Directed by Antonio Campos (who came to Sundance last year as producer of Martha Marcy May Marlene), Simon Killer follows disaffected recent college grad Simon (portrayed by Brady Corbet) as he drifts around Paris, attempting to lick his wounds after an acrimonious break-up with a longtime girlfriend. Simon is a lost soul, a man-child operating in wounded bird-mode with a barely-there grasp of French, when he shacks up with Victoria, a hooker with a proverbial heart of gold. And from there, the film takes a nose dive into neo-noir with Simon going sucked into a vortex of blackmail and deceit that both physically and emotionally batters the women around him.
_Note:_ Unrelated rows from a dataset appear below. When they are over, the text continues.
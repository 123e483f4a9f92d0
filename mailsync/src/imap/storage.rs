//! # IMAP storage
//!
//! Module dedicated to the message storage backed by the watched
//! IMAP mailbox of each user. Messages are identified by their UID,
//! and each message is its own conversation.
//!
//! Deleting a message only expunges that message, other messages
//! flagged as deleted are left untouched.
//!
//! Only the unread status (`\Seen`) and the Starred label
//! (`\Flagged`) of a stored message can be updated.

use std::sync::{Arc, Mutex as StdMutex, PoisonError};

use async_trait::async_trait;
use mail_builder::{headers::address::Address, MessageBuilder};
use tracing::debug;

use super::{Error, ImapBridge, Result, DELETED, FLAGGED, SEEN};
use crate::{
    entity::{label, Conversation, EmailAddress, Message, MessageUpdate},
    storage::{ConversationStorage, MessageStorage},
    user::UserId,
    AnyResult,
};

fn parse_uid(id: &str) -> Result<u32> {
    id.parse()
        .map_err(|err| Error::ParseMessageIdError(err, id.to_owned()))
}

fn to_address(address: &EmailAddress) -> Address<'_> {
    Address::new_address(address.name.as_deref(), address.address.as_str())
}

fn to_address_list(addresses: &[EmailAddress]) -> Address<'_> {
    Address::new_list(addresses.iter().map(to_address).collect())
}

/// Build the raw RFC 822 message of the given snapshot.
fn build_raw_message(message: &Message) -> Result<Vec<u8>> {
    let mut builder = MessageBuilder::new()
        .from(to_address(&message.sender))
        .subject(message.subject.as_str())
        .text_body(message.body.as_str());

    if message.time > 0 {
        builder = builder.date(message.time);
    }
    if !message.to_list.is_empty() {
        builder = builder.to(to_address_list(&message.to_list));
    }
    if !message.cc_list.is_empty() {
        builder = builder.cc(to_address_list(&message.cc_list));
    }
    if !message.bcc_list.is_empty() {
        builder = builder.bcc(to_address_list(&message.bcc_list));
    }

    builder.write_to_vec().map_err(Error::BuildMessageError)
}

/// The IMAP message storage.
#[derive(Clone)]
pub struct ImapMessageStorage {
    bridge: Arc<ImapBridge>,
}

impl ImapMessageStorage {
    pub fn new(bridge: Arc<ImapBridge>) -> Self {
        Self { bridge }
    }

    async fn fetch_message(&self, user: &UserId, uid: u32) -> Result<Message> {
        let session = self.bridge.session(user).await?;

        let messages = session
            .exec(move |client| Box::pin(async move { client.fetch_messages(&uid.to_string()).await }))
            .await?;

        let message = messages
            .into_iter()
            .find(|message| message.uid == uid)
            .ok_or(Error::MessageNotFoundError(uid))?;

        Ok(message.into_message(session.mailbox()))
    }
}

#[async_trait]
impl MessageStorage for ImapMessageStorage {
    async fn insert_message(&self, user: &UserId, message: Message) -> AnyResult<Message> {
        let session = self.bridge.session(user).await?;
        let mailbox = session.mailbox().to_owned();
        let raw = build_raw_message(&message)?;

        let mut flags = Vec::new();
        if !message.unread {
            flags.push(SEEN);
        }
        if message.is_starred() {
            flags.push(FLAGGED);
        }

        // the append must not be replayed when the operation is
        // retried after a reconnection
        let appended = Arc::new(StdMutex::new(None));

        let (uid, message) = session
            .exec_append(move |client| {
                let mailbox = mailbox.clone();
                let raw = raw.clone();
                let flags = flags.clone();
                let appended = appended.clone();

                Box::pin(async move {
                    let prev = *appended.lock().unwrap_or_else(PoisonError::into_inner);
                    let uid = match prev {
                        Some(uid) => uid,
                        None => {
                            let uid = client.append(&mailbox, &raw, &flags).await?;
                            *appended.lock().unwrap_or_else(PoisonError::into_inner) = Some(uid);
                            uid
                        }
                    };

                    let message = client
                        .fetch_messages(&uid.to_string())
                        .await?
                        .into_iter()
                        .find(|message| message.uid == uid)
                        .ok_or(Error::MessageNotFoundError(uid))?;

                    Ok((uid, message))
                })
            })
            .await?;

        debug!(%user, uid, "message appended");
        Ok(message.into_message(session.mailbox()))
    }

    async fn update_message(&self, user: &UserId, update: MessageUpdate) -> AnyResult<Message> {
        if update.subject.is_some() || update.header.is_some() || update.body.is_some() {
            return Err(Error::UpdateMessageFieldsError(update.id).into());
        }

        let uid = parse_uid(&update.id)?;
        let unread = update.unread;
        let starred = update
            .label_ids
            .as_ref()
            .map(|ids| ids.iter().any(|id| id == label::STARRED));

        self.bridge
            .exec(user, move |client| {
                Box::pin(async move {
                    let uids = uid.to_string();
                    if let Some(unread) = unread {
                        client.store_flags(&uids, &[SEEN], !unread).await?;
                    }
                    if let Some(starred) = starred {
                        client.store_flags(&uids, &[FLAGGED], starred).await?;
                    }
                    Ok(())
                })
            })
            .await?;

        Ok(self.fetch_message(user, uid).await?)
    }

    async fn delete_message(&self, user: &UserId, id: &str) -> AnyResult<()> {
        let uid = parse_uid(id)?;

        self.bridge
            .exec(user, move |client| {
                Box::pin(async move {
                    let uids = uid.to_string();
                    client.store_flags(&uids, &[DELETED], true).await?;
                    client.uid_expunge(&uids).await
                })
            })
            .await?;

        debug!(%user, uid, "message deleted");
        Ok(())
    }

    async fn get_message(&self, user: &UserId, id: &str) -> AnyResult<Message> {
        let uid = parse_uid(id)?;
        Ok(self.fetch_message(user, uid).await?)
    }

    async fn list_messages(&self, user: &UserId) -> AnyResult<Vec<Message>> {
        let session = self.bridge.session(user).await?;

        let messages = session
            .exec(|client| Box::pin(async move { client.fetch_messages("1:*").await }))
            .await?
            .into_iter()
            .map(|message| message.into_message(session.mailbox()))
            .collect();

        Ok(messages)
    }
}

/// The IMAP conversation storage.
///
/// IMAP messages are not threaded: each conversation is made of a
/// single message, and shares its identifier.
#[derive(Clone)]
pub struct ImapConversations {
    messages: ImapMessageStorage,
}

impl ImapConversations {
    pub fn new(bridge: Arc<ImapBridge>) -> Self {
        Self {
            messages: ImapMessageStorage::new(bridge),
        }
    }
}

#[async_trait]
impl ConversationStorage for ImapConversations {
    async fn find_conversation(&self, user: &UserId, id: &str) -> AnyResult<Option<Conversation>> {
        let Ok(uid) = parse_uid(id) else {
            return Ok(None);
        };

        match self.messages.fetch_message(user, uid).await {
            Ok(message) => Ok(Conversation::from_messages(id, [&message])),
            Err(Error::MessageNotFoundError(_)) => Ok(None),
            Err(err) => Err(err.into()),
        }
    }

    async fn list_conversations(&self, user: &UserId) -> AnyResult<Vec<Conversation>> {
        let messages = self.messages.list_messages(user).await?;

        let conversations = messages
            .iter()
            .filter_map(|message| Conversation::from_messages(&message.id, [message]))
            .collect();

        Ok(conversations)
    }
}
//! OAuth 2.1 with PKCE for authenticated providers.
//!
//! The manager owns pending browser flows and token persistence; the flow
//! module does the wire work against the provider's endpoints.

mod flow;
mod pkce;
mod token;

pub use flow::{AuthorizationRequest, OAuthFlow};
pub use token::TokenResponse;

use crate::transport::TokenProvider;
use async_trait::async_trait;
use conductor_core::{ConductorError, OAuthSettings, StoredToken, TokenStore};
use parking_lot::Mutex;
use std::collections::HashMap;
use std::sync::Arc;
use std::time::{Duration, Instant};
use tracing::{info, warn};

/// Pending flows older than this are discarded
const FLOW_TTL: Duration = Duration::from_secs(10 * 60);

struct PendingFlow {
    state: String,
    pkce_verifier: String,
    started_at: Instant,
}

/// Outcome of an authorization callback
#[derive(Debug, Clone)]
pub struct OAuthCompletion {
    pub success: bool,
    pub error: Option<String>,
}

impl OAuthCompletion {
    fn ok() -> Self {
        Self {
            success: true,
            error: None,
        }
    }

    fn failed(error: impl Into<String>) -> Self {
        Self {
            success: false,
            error: Some(error.into()),
        }
    }
}

/// Coordinates token lifetime and browser authorization flows, keyed by
/// provider id
pub struct OAuthManager {
    http_client: reqwest::Client,
    tokens: Arc<dyn TokenStore>,
    flows: Mutex<HashMap<String, PendingFlow>>,
}

impl OAuthManager {
    pub fn new(tokens: Arc<dyn TokenStore>) -> Self {
        Self {
            http_client: reqwest::Client::new(),
            tokens,
            flows: Mutex::new(HashMap::new()),
        }
    }

    /// Return a usable access token, refreshing if expired.
    ///
    /// `AuthRequired` means an interactive flow is needed: no stored token,
    /// no refresh token, or the refresh was rejected.
    pub async fn get_valid_token(
        &self,
        provider_id: &str,
        settings: &OAuthSettings,
    ) -> Result<String, ConductorError> {
        let stored = self
            .tokens
            .get_token(provider_id)
            .ok_or_else(|| ConductorError::AuthRequired(provider_id.to_string()))?;

        if !stored.is_expired() {
            return Ok(stored.access_token);
        }

        let Some(refresh_token) = stored.refresh_token.clone() else {
            return Err(ConductorError::AuthRequired(provider_id.to_string()));
        };

        let flow = OAuthFlow::new(settings.clone());
        let mut fresh = match flow.refresh_token(&self.http_client, &refresh_token).await {
            Ok(fresh) => fresh,
            Err(e) => {
                warn!(provider = provider_id, "token refresh failed: {e}");
                return Err(ConductorError::AuthRequired(provider_id.to_string()));
            }
        };
        // Some servers omit the refresh token on refresh; keep the old one
        if fresh.refresh_token.is_none() {
            fresh.refresh_token = Some(refresh_token);
        }
        self.tokens.save_token(provider_id, &fresh)?;
        Ok(fresh.access_token)
    }

    /// Refresh immediately, ignoring the stored expiry.
    ///
    /// Used after a provider rejects a token that still looked valid
    /// locally (clock skew, server-side revocation).
    pub async fn force_refresh(
        &self,
        provider_id: &str,
        settings: &OAuthSettings,
    ) -> Result<String, ConductorError> {
        let stored = self
            .tokens
            .get_token(provider_id)
            .ok_or_else(|| ConductorError::AuthRequired(provider_id.to_string()))?;
        let Some(refresh_token) = stored.refresh_token.clone() else {
            return Err(ConductorError::AuthRequired(provider_id.to_string()));
        };

        let flow = OAuthFlow::new(settings.clone());
        let mut fresh = flow
            .refresh_token(&self.http_client, &refresh_token)
            .await
            .map_err(|e| {
                warn!(provider = provider_id, "forced refresh failed: {e}");
                ConductorError::AuthRequired(provider_id.to_string())
            })?;
        if fresh.refresh_token.is_none() {
            fresh.refresh_token = Some(refresh_token);
        }
        self.tokens.save_token(provider_id, &fresh)?;
        Ok(fresh.access_token)
    }

    pub fn has_token(&self, provider_id: &str) -> bool {
        self.tokens.get_token(provider_id).is_some()
    }

    /// Start a browser authorization flow.
    ///
    /// The returned URL is opened by the host; the state parameter routes
    /// the callback back to this provider.
    pub fn initiate_oauth_flow(
        &self,
        provider_id: &str,
        settings: &OAuthSettings,
    ) -> anyhow::Result<AuthorizationRequest> {
        let request = OAuthFlow::new(settings.clone()).create_authorization_request()?;

        let mut flows = self.flows.lock();
        flows.retain(|_, flow| flow.started_at.elapsed() < FLOW_TTL);
        flows.insert(
            provider_id.to_string(),
            PendingFlow {
                state: request.state.clone(),
                pkce_verifier: request.pkce_verifier.clone(),
                started_at: Instant::now(),
            },
        );

        info!(provider = provider_id, "authorization flow started");
        Ok(request)
    }

    /// Look up which provider a callback state belongs to
    pub fn find_provider_by_state(&self, state: &str) -> Option<String> {
        self.flows
            .lock()
            .iter()
            .find(|(_, flow)| flow.state == state)
            .map(|(provider_id, _)| provider_id.clone())
    }

    /// Complete a pending flow with the callback code.
    ///
    /// The state must match the pending flow; a mismatch leaves the flow in
    /// place and reports failure.
    pub async fn complete_oauth_flow(
        &self,
        provider_id: &str,
        code: &str,
        state: &str,
        settings: &OAuthSettings,
    ) -> OAuthCompletion {
        let pkce_verifier = {
            let flows = self.flows.lock();
            let Some(pending) = flows.get(provider_id) else {
                return OAuthCompletion::failed("no pending authorization flow");
            };
            if pending.state != state {
                warn!(provider = provider_id, "state mismatch on OAuth callback");
                return OAuthCompletion::failed("state parameter mismatch");
            }
            pending.pkce_verifier.clone()
        };

        let flow = OAuthFlow::new(settings.clone());
        match flow
            .exchange_code(&self.http_client, code, &pkce_verifier)
            .await
        {
            Ok(token) => {
                if let Err(e) = self.tokens.save_token(provider_id, &token) {
                    return OAuthCompletion::failed(format!("failed to persist token: {e}"));
                }
                self.flows.lock().remove(provider_id);
                info!(provider = provider_id, "authorization flow completed");
                OAuthCompletion::ok()
            }
            Err(e) => OAuthCompletion::failed(format!("code exchange failed: {e}")),
        }
    }

    /// Revoke and forget the provider's tokens
    pub async fn revoke_tokens(
        &self,
        provider_id: &str,
        settings: &OAuthSettings,
    ) -> anyhow::Result<()> {
        if let Some(token) = self.tokens.get_token(provider_id) {
            let flow = OAuthFlow::new(settings.clone());
            if let Err(e) = flow.revoke(&self.http_client, &token.access_token).await {
                // Local deletion still proceeds
                warn!(provider = provider_id, "remote revocation failed: {e}");
            }
        }
        self.tokens.delete_token(provider_id)
    }
}

/// Adapts the manager to the transport-layer token interface for one
/// provider
pub struct ProviderTokenSource {
    pub oauth: Arc<OAuthManager>,
    pub provider_id: String,
    pub settings: OAuthSettings,
}

#[async_trait]
impl TokenProvider for ProviderTokenSource {
    async fn bearer_token(&self) -> Result<String, ConductorError> {
        self.oauth
            .get_valid_token(&self.provider_id, &self.settings)
            .await
    }
}

#[cfg(test)]
mod tests {
    use super::*;
    use conductor_core::MemoryTokenStore;

    fn settings() -> OAuthSettings {
        OAuthSettings {
            authorization_endpoint: "https://example.com/authorize".to_string(),
            token_endpoint: "https://example.com/token".to_string(),
            revocation_endpoint: None,
            client_id: "client".to_string(),
            client_secret: None,
            scopes: vec![],
            redirect_uri: "http://localhost:9999/callback".to_string(),
        }
    }

    fn manager() -> OAuthManager {
        OAuthManager::new(Arc::new(MemoryTokenStore::new()))
    }

    #[tokio::test]
    async fn test_no_token_requires_auth() {
        let err = manager()
            .get_valid_token("github", &settings())
            .await
            .unwrap_err();
        assert!(matches!(err, ConductorError::AuthRequired(_)));
    }

    #[tokio::test]
    async fn test_valid_token_returned_without_refresh() {
        let store = Arc::new(MemoryTokenStore::new());
        store
            .save_token(
                "github",
                &StoredToken {
                    access_token: "abc".to_string(),
                    refresh_token: None,
                    expires_at: None,
                    token_type: "Bearer".to_string(),
                    scope: None,
                },
            )
            .unwrap();
        let manager = OAuthManager::new(store);
        let token = manager.get_valid_token("github", &settings()).await.unwrap();
        assert_eq!(token, "abc");
    }

    #[test]
    fn test_flow_state_routing() {
        let manager = manager();
        let request = manager.initiate_oauth_flow("github", &settings()).unwrap();

        assert_eq!(
            manager.find_provider_by_state(&request.state),
            Some("github".to_string())
        );
        assert_eq!(manager.find_provider_by_state("bogus"), None);
    }

    #[tokio::test]
    async fn test_state_mismatch_rejected() {
        let manager = manager();
        manager.initiate_oauth_flow("github", &settings()).unwrap();

        let completion = manager
            .complete_oauth_flow("github", "code123", "wrong-state", &settings())
            .await;
        assert!(!completion.success);
        assert!(completion.error.unwrap().contains("state"));
    }

    #[tokio::test]
    async fn test_completion_without_pending_flow() {
        let completion = manager()
            .complete_oauth_flow("github", "code123", "state", &settings())
            .await;
        assert!(!completion.success);
    }
}
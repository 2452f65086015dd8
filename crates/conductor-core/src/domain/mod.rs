//! Core domain entities

pub mod config;
pub mod server_log;
pub mod tool;

pub use config::*;
pub use server_log::*;
pub use tool::*;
As Campos and Corbet explained after the screening, they based the character on Joran van der Sloot the young Dutchman accused of killing Natalee Holloway in Aruba who recently pleaded guilty to killing Peruvian college student Stephany Flores and was sentenced to 28 years in prison. Researching Van der Sloot, Campos and Corbet—who collaborated closely on creating the character—discovered the Dutchman strongly self-identified with animals. That led to the movie’s inclusion of Simon’s quirky penchant for seeing himself as the king of the jungle.
“We found a quote,” Campos said. “[Van der Sloot] had said, ‘If I had to describe myself, I’d describe myself as a snake. I like to describe myself as a lion, though. And one day a lion I will be.’ That really struck Brady and I.
Corbet (previously seen in such movies as Martha Marcy and Mysterious Skin as well as TV’s 24) called Simon Killer “a coming of age story of someone who comes of age in a really terrible way.”